::: Records shown
//! crates/kayak_rental_core/src/reporting/filter.rs

use crate::domain::{PaymentMethod, Rental, RentalType};
use crate::reporting::window::Window;

/// Selects the rentals whose start time falls inside `window`, keeping their
/// original order. A `None` window selects everything.
pub fn filter_by_window<'a>(rentals: &'a [Rental], window: Option<&Window>) -> Vec<&'a Rental> {
    match window {
        Some(window) => rentals
            .iter()
            .filter(|rental| window.contains(rental.start_time))
            .collect(),
        None => rentals.iter().collect(),
    }
}

/// Narrows a rental listing. Absent fields match every rental.
#[derive(Debug, Clone, Default, PartialEq, Eq)]
pub struct RentalSearch {
    pub rental_type: Option<RentalType>,
    pub payment_method: Option<PaymentMethod>,
    /// Matched case-insensitively against the kayak name or the rental id.
    pub text: Option<String>,
}

impl RentalSearch {
    pub fn matches(&self, rental: &Rental, kayak_name: Option<&str>) -> bool {
        if self.rental_type.is_some_and(|t| t != rental.rental_type) {
            return false;
        }
        if self.payment_method.is_some_and(|m| m != rental.payment_method) {
            return false;
        }
        let needle = match self.text.as_deref().map(str::trim) {
            Some(text) if !text.is_empty() => text.to_lowercase(),
            _ => return true,
        };
        kayak_name.is_some_and(|name| name.to_lowercase().contains(&needle))
            || rental.id.to_string().contains(&needle)
    }
}

#[cfg(test)]
mod tests {
    use super::*;
    use crate::domain::{PaymentMethod, RentalStatus, RentalType};
    use chrono::{DateTime, Duration, TimeZone, Utc};
    use uuid::Uuid;

    fn rental_at(start: DateTime<Utc>) -> Rental {
        Rental {
            id: Uuid::new_v4(),
            kayak_id: 1,
            start_time: start,
            end_time: start + Duration::minutes(30),
            rental_type: RentalType::Simple,
            payment_method: PaymentMethod::Cash,
            amount: 6000,
            status: RentalStatus::Completed,
            contact_info: None,
        }
    }

    fn window() -> Window {
        Window {
            start: Utc.with_ymd_and_hms(2024, 3, 1, 0, 0, 0).unwrap(),
            end: Utc.with_ymd_and_hms(2024, 3, 31, 23, 59, 59).unwrap() + Duration::milliseconds(999),
        }
    }

    #[test]
    fn test_keeps_only_rentals_inside_window() {
        let w = window();
        let rentals = vec![
            rental_at(w.start - Duration::milliseconds(1)),
            rental_at(w.start),
            rental_at(Utc.with_ymd_and_hms(2024, 3, 15, 12, 0, 0).unwrap()),
            rental_at(w.end),
            rental_at(w.end + Duration::milliseconds(1)),
        ];

        let selected = filter_by_window(&rentals, Some(&w));

        assert_eq!(selected.len(), 3);
        assert!(selected.iter().all(|r| w.start <= r.start_time && r.start_time <= w.end));
        assert!(selected.iter().all(|r| rentals.iter().any(|orig| orig.id == r.id)));
    }

    #[test]
    fn test_preserves_order() {
        let w = window();
        let rentals = vec![
            rental_at(Utc.with_ymd_and_hms(2024, 3, 20, 0, 0, 0).unwrap()),
            rental_at(Utc.with_ymd_and_hms(2024, 2, 20, 0, 0, 0).unwrap()),
            rental_at(Utc.with_ymd_and_hms(2024, 3, 5, 0, 0, 0).unwrap()),
        ];

        let selected = filter_by_window(&rentals, Some(&w));
        let ids: Vec<Uuid> = selected.iter().map(|r| r.id).collect();
        assert_eq!(ids, vec![rentals[0].id, rentals[2].id]);
    }

    #[test]
    fn test_no_window_selects_everything() {
        let rentals = vec![
            rental_at(Utc.with_ymd_and_hms(2020, 1, 1, 0, 0, 0).unwrap()),
            rental_at(Utc.with_ymd_and_hms(2030, 1, 1, 0, 0, 0).unwrap()),
        ];
        let before = rentals.clone();

        let selected = filter_by_window(&rentals, None);

        assert_eq!(selected.len(), 2);
        assert_eq!(rentals, before);
    }

    #[test]
    fn test_search_by_tags_and_text() {
        let now = Utc.with_ymd_and_hms(2024, 3, 15, 12, 0, 0).unwrap();
        let cash_simple = rental_at(now);
        let transfer_double = Rental {
            rental_type: RentalType::Double,
            payment_method: PaymentMethod::Transfer,
            ..rental_at(now)
        };

        let everything = RentalSearch::default();
        assert!(everything.matches(&cash_simple, None));
        assert!(everything.matches(&transfer_double, Some("Kayak 2")));

        let doubles = RentalSearch {
            rental_type: Some(RentalType::Double),
            ..Default::default()
        };
        assert!(!doubles.matches(&cash_simple, Some("Kayak 1")));
        assert!(doubles.matches(&transfer_double, Some("Kayak 2")));

        let cash_doubles = RentalSearch {
            payment_method: Some(PaymentMethod::Cash),
            ..doubles
        };
        assert!(!cash_doubles.matches(&transfer_double, Some("Kayak 2")));

        let by_name = RentalSearch {
            text: Some("  kAyAk 2 ".to_string()),
            ..Default::default()
        };
        assert!(by_name.matches(&transfer_double, Some("Kayak 2")));
        assert!(!by_name.matches(&cash_simple, Some("Kayak 1")));
        assert!(!by_name.matches(&transfer_double, None));

        let id = transfer_double.id.to_string();
        let by_id = RentalSearch {
            text: Some(id[..8].to_uppercase()),
            ..Default::default()
        };
        assert!(by_id.matches(&transfer_double, None));
        assert!(!by_id.matches(&cash_simple, None));

        let blank = RentalSearch {
            text: Some("   ".to_string()),
            ..Default::default()
        };
        assert!(blank.matches(&cash_simple, None));
    }
}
::::::
Activity – Write out the material above exactly, leaving out no line.

Solution to this problem –
//! crates/kayak_rental_core/src/reporting/filter.rs

use crate::domain::{PaymentMethod, Rental, RentalType};
use crate::reporting::window::Window;

/// Selects the rentals whose start time falls inside `window`, keeping their
/// original order. A `None` window selects everything.
pub fn filter_by_window<'a>(rentals: &'a [Rental], window: Option<&Window>) -> Vec<&'a Rental> {
    match window {
        Some(window) => rentals
            .iter()
            .filter(|rental| window.contains(rental.start_time))
            .collect(),
        None => rentals.iter().collect(),
    }
}

/// Narrows a rental listing. Absent fields match every rental.
#[derive(Debug, Clone, Default, PartialEq, Eq)]
pub struct RentalSearch {
    pub rental_type: Option<RentalType>,
    pub payment_method: Option<PaymentMethod>,
    /// Matched case-insensitively against the kayak name or the rental id.
    pub text: Option<String>,
}

impl RentalSearch {
    pub fn matches(&self, rental: &Rental, kayak_name: Option<&str>) -> bool {
        if self.rental_type.is_some_and(|t| t != rental.rental_type) {
            return false;
        }
        if self.payment_method.is_some_and(|m| m != rental.payment_method) {
            return false;
        }
        let needle = match self.text.as_deref().map(str::trim) {
            Some(text) if !text.is_empty() => text.to_lowercase(),
            _ => return true,
        };
        kayak_name.is_some_and(|name| name.to_lowercase().contains(&needle))
            || rental.id.to_string().contains(&needle)
    }
}

#[cfg(test)]
mod tests {
    use super::*;
    use crate::domain::{PaymentMethod, RentalStatus, RentalType};
    use chrono::{DateTime, Duration, TimeZone, Utc};
    use uuid::Uuid;

    fn rental_at(start: DateTime<Utc>) -> Rental {
        Rental {
            id: Uuid::new_v4(),
            kayak_id: 1,
            start_time: start,
            end_time: start + Duration::minutes(30),
            rental_type: RentalType::Simple,
            payment_method: PaymentMethod::Cash,
            amount: 6000,
            status: RentalStatus::Completed,
            contact_info: None,
        }
    }

    fn window() -> Window {
        Window {
            start: Utc.with_ymd_and_hms(2024, 3, 1, 0, 0, 0).unwrap(),
            end: Utc.with_ymd_and_hms(2024, 3, 31, 23, 59, 59).unwrap() + Duration::milliseconds(999),
        }
    }

    #[test]
    fn test_keeps_only_rentals_inside_window() {
        let w = window();
        let rentals = vec![
            rental_at(w.start - Duration::milliseconds(1)),
            rental_at(w.start),
            rental_at(Utc.with_ymd_and_hms(2024, 3, 15, 12, 0, 0).unwrap()),
            rental_at(w.end),
            rental_at(w.end + Duration::milliseconds(1)),
        ];

        let selected = filter_by_window(&rentals, Some(&w));

        assert_eq!(selected.len(), 3);
        assert!(selected.iter().all(|r| w.start <= r.start_time && r.start_time <= w.end));
        assert!(selected.iter().all(|r| rentals.iter().any(|orig| orig.id == r.id)));
    }

    #[test]
    fn test_preserves_order() {
        let w = window();
        let rentals = vec![
            rental_at(Utc.with_ymd_and_hms(2024, 3, 20, 0, 0, 0).unwrap()),
            rental_at(Utc.with_ymd_and_hms(2024, 2, 20, 0, 0, 0).unwrap()),
            rental_at(Utc.with_ymd_and_hms(2024, 3, 5, 0, 0, 0).unwrap()),
        ];

        let selected = filter_by_window(&rentals, Some(&w));
        let ids: Vec<Uuid> = selected.iter().map(|r| r.id).collect();
        assert_eq!(ids, vec![rentals[0].id, rentals[2].id]);
    }

    #[test]
    fn test_no_window_selects_everything() {
        let rentals = vec![
            rental_at(Utc.with_ymd_and_hms(2020, 1, 1, 0, 0, 0).unwrap()),
            rental_at(Utc.with_ymd_and_hms(2030, 1, 1, 0, 0, 0).unwrap()),
        ];
        let before = rentals.clone();

        let selected = filter_by_window(&rentals, None);

        assert_eq!(selected.len(), 2);
        assert_eq!(rentals, before);
    }

    #[test]
    fn test_search_by_tags_and_text() {
        let now = Utc.with_ymd_and_hms(2024, 3, 15, 12, 0, 0).unwrap();
        let cash_simple = rental_at(now);
        let transfer_double = Rental {
            rental_type: RentalType::Double,
            payment_method: PaymentMethod::Transfer,
            ..rental_at(now)
        };

        let everything = RentalSearch::default();
        assert!(everything.matches(&cash_simple, None));
        assert!(everything.matches(&transfer_double, Some("Kayak 2")));

        let doubles = RentalSearch {
            rental_type: Some(RentalType::Double),
            ..Default::default()
        };
        assert!(!doubles.matches(&cash_simple, Some("Kayak 1")));
        assert!(doubles.matches(&transfer_double, Some("Kayak 2")));

        let cash_doubles = RentalSearch {
            payment_method: Some(PaymentMethod::Cash),
            ..doubles
        };
        assert!(!cash_doubles.matches(&transfer_double, Some("Kayak 2")));

        let by_name = RentalSearch {
            text: Some("  kAyAk 2 ".to_string()),
            ..Default::default()
        };
        assert!(by_name.matches(&transfer_double, Some("Kayak 2")));
        assert!(!by_name.matches(&cash_simple, Some("Kayak 1")));
        assert!(!by_name.matches(&transfer_double, None));

        let id = transfer_double.id.to_string();
        let by_id = RentalSearch {
            text: Some(id[..8].to_uppercase()),
            ..Default::default()
        };
        assert!(by_id.matches(&transfer_double, None));
        assert!(!by_id.matches(&cash_simple, None));

        let blank = RentalSearch {
            text: Some("   ".to_string()),
            ..Default::default()
        };
        assert!(blank.matches(&cash_simple, None));
    }
}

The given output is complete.